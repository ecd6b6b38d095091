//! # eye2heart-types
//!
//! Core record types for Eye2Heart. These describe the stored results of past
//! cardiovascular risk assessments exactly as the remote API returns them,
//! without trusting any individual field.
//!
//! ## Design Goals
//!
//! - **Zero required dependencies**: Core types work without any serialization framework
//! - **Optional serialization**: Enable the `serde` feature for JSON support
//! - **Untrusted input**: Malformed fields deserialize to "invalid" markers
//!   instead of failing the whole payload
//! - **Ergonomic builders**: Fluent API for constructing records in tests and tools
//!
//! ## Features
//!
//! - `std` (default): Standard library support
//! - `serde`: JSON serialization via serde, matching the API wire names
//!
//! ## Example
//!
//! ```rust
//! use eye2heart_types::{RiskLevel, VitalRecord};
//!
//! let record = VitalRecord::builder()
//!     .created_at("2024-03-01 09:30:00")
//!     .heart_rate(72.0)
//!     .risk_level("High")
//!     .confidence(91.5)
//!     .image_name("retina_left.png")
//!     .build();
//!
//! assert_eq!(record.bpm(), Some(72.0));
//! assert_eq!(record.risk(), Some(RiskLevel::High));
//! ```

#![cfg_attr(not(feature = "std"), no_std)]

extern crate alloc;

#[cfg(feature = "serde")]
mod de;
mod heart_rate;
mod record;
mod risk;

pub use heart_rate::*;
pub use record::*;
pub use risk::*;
════════════════
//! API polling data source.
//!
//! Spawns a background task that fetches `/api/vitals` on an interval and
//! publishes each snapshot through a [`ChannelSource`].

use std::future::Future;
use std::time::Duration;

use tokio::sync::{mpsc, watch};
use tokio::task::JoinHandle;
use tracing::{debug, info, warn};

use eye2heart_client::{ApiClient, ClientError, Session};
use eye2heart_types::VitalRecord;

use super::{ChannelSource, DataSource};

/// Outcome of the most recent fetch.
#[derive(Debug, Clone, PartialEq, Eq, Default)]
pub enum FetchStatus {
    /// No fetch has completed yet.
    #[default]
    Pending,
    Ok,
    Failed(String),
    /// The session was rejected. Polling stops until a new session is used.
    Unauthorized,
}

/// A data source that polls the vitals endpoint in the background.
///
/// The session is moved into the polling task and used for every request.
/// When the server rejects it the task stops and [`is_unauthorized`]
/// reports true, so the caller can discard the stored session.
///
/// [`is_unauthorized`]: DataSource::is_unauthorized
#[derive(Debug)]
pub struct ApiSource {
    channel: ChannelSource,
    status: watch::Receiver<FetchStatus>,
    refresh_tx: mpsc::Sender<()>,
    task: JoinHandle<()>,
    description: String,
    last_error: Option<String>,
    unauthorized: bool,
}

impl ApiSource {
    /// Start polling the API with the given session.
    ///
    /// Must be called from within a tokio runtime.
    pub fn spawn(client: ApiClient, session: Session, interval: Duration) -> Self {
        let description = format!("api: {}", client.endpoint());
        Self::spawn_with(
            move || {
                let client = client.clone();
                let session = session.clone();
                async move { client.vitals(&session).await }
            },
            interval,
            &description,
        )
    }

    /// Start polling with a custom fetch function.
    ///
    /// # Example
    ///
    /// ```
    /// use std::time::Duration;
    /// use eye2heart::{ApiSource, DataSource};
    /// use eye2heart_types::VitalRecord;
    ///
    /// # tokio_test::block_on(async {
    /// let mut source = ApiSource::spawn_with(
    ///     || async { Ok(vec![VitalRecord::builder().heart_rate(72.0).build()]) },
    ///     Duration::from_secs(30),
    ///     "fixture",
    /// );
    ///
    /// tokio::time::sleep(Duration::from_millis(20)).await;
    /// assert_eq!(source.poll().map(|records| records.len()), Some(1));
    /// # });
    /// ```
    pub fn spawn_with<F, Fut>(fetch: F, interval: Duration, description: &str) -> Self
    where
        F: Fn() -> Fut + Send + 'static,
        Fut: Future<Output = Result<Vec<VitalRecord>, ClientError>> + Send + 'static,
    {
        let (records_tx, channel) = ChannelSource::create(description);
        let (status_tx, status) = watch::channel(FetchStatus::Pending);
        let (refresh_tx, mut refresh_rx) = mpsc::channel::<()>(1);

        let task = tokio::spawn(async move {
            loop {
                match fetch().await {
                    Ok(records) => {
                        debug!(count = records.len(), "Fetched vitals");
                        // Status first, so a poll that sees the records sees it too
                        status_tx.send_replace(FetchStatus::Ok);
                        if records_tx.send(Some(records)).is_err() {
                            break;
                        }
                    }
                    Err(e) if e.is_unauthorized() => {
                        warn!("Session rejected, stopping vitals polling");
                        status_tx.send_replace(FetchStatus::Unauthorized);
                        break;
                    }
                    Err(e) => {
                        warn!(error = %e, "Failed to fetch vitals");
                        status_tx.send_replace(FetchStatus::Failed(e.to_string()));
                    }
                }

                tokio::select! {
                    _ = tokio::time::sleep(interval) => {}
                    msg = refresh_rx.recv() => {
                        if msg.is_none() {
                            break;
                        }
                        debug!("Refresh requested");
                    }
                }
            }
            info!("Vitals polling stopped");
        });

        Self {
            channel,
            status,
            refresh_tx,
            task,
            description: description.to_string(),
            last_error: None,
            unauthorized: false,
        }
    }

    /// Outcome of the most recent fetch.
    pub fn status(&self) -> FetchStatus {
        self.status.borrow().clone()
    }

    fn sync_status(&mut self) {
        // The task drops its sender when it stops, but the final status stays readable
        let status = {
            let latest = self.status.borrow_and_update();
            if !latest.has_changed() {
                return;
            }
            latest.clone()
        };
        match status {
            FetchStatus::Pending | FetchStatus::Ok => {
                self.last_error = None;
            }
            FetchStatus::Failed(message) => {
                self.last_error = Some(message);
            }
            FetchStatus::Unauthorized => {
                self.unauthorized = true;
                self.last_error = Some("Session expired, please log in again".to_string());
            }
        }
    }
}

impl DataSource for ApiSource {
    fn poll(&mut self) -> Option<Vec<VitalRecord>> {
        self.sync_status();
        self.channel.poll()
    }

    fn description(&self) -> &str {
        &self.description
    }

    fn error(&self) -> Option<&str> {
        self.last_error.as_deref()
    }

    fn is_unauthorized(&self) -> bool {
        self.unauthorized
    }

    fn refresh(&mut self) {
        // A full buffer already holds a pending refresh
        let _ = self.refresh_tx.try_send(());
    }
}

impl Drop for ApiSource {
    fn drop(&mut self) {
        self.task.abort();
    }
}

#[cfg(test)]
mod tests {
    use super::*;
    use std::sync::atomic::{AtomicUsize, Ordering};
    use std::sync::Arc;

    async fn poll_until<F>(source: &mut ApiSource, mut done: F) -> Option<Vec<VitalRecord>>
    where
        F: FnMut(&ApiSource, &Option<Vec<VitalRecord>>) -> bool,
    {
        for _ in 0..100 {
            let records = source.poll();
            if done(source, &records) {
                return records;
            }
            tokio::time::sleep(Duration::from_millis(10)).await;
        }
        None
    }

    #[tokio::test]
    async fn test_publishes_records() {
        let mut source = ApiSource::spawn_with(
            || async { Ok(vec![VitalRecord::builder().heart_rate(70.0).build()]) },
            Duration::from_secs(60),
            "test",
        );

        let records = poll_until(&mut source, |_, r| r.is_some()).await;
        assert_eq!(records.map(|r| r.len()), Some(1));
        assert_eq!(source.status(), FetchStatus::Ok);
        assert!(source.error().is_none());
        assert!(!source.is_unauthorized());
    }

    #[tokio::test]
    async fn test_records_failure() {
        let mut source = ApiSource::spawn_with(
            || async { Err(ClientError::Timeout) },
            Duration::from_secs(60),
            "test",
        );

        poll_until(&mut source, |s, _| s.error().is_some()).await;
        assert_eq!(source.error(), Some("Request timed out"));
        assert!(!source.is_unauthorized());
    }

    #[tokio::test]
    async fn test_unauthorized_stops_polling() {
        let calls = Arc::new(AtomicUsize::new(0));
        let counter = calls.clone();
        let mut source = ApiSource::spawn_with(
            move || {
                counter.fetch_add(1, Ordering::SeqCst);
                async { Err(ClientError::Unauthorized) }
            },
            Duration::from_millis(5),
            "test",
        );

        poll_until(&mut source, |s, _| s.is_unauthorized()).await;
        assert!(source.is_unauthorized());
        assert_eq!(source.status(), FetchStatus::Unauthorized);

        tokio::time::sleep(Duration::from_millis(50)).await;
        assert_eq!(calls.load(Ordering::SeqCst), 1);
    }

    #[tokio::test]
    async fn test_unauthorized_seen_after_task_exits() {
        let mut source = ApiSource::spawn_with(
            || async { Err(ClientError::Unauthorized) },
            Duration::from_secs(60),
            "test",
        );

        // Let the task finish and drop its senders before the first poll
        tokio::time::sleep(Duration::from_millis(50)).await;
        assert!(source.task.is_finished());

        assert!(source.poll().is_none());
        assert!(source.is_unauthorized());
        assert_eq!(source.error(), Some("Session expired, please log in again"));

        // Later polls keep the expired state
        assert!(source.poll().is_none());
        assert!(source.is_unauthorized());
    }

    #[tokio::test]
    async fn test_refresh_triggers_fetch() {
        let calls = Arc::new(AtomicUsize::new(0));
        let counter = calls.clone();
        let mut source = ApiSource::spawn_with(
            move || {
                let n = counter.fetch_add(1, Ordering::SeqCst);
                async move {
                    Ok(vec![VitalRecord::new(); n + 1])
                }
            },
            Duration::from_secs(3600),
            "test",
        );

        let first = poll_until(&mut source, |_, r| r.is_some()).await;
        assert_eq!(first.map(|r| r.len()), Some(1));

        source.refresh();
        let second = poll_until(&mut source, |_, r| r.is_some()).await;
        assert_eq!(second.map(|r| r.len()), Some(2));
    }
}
════════════════
Assignment: Establish how many lines of the data above contain "JoinHandle". State that number and no more.

Task answer: 2